==== Extracted material

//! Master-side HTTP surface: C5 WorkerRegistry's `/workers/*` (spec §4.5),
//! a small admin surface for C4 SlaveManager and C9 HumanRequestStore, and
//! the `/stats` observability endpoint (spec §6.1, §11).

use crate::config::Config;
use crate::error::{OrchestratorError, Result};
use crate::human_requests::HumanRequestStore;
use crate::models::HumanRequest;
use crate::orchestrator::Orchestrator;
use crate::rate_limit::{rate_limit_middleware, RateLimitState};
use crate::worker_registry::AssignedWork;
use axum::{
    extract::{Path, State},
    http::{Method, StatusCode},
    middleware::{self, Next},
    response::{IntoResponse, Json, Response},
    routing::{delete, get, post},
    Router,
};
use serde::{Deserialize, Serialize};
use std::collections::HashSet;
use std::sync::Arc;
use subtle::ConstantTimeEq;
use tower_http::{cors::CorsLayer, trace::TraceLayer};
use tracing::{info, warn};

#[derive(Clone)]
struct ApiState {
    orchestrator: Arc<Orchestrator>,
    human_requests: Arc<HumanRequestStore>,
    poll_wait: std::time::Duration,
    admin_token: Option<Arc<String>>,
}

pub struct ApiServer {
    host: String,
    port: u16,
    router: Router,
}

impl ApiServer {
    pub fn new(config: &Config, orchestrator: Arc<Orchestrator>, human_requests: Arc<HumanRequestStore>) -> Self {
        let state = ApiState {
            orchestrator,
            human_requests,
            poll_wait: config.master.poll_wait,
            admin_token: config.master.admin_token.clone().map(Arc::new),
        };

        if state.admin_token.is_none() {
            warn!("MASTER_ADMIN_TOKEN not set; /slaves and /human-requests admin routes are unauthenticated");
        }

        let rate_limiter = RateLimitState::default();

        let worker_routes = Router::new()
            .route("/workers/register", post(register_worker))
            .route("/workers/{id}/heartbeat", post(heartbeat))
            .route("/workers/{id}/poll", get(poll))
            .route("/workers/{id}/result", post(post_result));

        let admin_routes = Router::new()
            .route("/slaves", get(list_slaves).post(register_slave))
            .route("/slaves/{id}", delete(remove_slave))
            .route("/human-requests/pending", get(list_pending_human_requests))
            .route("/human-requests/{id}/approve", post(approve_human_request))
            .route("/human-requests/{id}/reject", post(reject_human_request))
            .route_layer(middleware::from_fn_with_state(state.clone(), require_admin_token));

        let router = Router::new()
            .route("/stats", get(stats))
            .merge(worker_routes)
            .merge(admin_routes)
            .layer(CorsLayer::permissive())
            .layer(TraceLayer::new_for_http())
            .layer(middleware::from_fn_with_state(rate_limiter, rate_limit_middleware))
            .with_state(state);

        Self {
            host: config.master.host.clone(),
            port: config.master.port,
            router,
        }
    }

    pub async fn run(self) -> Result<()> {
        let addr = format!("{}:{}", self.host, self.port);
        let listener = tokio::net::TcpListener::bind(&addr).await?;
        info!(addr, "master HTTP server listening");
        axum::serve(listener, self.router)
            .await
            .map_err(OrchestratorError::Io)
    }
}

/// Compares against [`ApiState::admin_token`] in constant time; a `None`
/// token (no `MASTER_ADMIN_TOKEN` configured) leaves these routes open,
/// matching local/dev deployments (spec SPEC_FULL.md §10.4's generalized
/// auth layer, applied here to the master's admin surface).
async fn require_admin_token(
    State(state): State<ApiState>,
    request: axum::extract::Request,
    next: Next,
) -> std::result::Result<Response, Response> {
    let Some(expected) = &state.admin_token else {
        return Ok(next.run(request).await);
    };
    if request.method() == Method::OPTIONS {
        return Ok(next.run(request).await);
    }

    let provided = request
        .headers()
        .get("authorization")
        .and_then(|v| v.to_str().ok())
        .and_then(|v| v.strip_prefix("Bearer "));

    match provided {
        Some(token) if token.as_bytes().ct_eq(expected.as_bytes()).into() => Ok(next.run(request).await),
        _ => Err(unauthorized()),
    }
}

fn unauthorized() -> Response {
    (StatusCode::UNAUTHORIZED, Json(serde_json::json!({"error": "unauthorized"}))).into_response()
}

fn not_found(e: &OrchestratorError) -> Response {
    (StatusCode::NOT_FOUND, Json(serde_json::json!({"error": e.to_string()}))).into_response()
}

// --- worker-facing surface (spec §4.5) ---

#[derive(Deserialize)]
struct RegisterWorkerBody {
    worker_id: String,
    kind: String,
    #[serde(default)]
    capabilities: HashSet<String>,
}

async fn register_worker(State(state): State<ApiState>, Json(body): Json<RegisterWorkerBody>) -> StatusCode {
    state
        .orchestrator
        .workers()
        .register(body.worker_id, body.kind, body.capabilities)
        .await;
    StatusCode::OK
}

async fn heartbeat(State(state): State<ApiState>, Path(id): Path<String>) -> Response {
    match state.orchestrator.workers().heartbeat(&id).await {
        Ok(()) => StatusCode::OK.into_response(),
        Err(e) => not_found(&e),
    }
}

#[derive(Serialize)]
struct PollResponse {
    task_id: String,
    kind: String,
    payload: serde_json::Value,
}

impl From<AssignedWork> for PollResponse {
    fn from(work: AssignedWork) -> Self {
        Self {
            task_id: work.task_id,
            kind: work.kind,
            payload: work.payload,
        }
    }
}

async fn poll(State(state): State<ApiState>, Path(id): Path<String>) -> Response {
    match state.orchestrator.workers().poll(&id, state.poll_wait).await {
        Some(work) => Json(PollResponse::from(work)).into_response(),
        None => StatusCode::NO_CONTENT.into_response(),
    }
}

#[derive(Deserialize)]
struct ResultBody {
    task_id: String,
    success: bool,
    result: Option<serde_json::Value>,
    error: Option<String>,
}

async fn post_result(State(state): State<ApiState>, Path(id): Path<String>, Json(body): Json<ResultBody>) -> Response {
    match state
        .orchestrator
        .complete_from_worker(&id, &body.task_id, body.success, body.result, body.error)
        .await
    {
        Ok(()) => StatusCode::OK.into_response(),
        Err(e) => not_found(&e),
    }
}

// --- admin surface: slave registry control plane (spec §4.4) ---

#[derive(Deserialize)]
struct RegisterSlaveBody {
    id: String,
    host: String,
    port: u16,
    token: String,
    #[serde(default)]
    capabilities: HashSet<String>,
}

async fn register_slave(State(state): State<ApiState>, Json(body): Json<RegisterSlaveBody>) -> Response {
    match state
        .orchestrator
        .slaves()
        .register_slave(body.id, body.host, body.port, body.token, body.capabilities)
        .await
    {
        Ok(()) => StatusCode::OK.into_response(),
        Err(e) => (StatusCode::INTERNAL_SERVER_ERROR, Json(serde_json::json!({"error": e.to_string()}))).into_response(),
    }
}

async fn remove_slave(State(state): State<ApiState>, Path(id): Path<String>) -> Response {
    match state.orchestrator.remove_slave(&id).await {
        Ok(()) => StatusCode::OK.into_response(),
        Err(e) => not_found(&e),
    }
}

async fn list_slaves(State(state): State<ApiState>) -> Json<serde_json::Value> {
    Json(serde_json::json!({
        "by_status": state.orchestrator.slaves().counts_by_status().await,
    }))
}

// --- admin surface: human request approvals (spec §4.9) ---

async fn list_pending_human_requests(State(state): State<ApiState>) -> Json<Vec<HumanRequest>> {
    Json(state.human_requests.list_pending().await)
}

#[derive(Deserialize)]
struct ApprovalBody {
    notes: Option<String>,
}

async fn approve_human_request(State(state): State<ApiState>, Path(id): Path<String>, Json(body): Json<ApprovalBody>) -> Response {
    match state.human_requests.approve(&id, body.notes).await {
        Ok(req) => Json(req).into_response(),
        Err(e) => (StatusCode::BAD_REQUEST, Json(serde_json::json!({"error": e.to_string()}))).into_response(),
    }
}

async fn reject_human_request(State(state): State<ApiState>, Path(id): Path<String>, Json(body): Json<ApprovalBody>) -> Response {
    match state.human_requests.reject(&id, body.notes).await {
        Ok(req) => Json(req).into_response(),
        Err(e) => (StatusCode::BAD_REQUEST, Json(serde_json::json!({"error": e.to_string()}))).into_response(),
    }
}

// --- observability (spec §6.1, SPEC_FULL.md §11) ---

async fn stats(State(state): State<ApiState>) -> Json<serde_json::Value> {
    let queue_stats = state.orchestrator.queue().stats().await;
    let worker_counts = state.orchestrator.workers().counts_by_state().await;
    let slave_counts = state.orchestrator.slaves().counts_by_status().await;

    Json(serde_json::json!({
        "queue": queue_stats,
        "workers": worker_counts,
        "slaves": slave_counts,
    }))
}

========

Activity -
Go through the entries above, and wherever a line holds the word "RegisterSlaveBody", copy that line.

Solution for this exercise -
struct RegisterSlaveBody {
async fn register_slave(State(state): State<ApiState>, Json(body): Json<RegisterSlaveBody>) -> Response {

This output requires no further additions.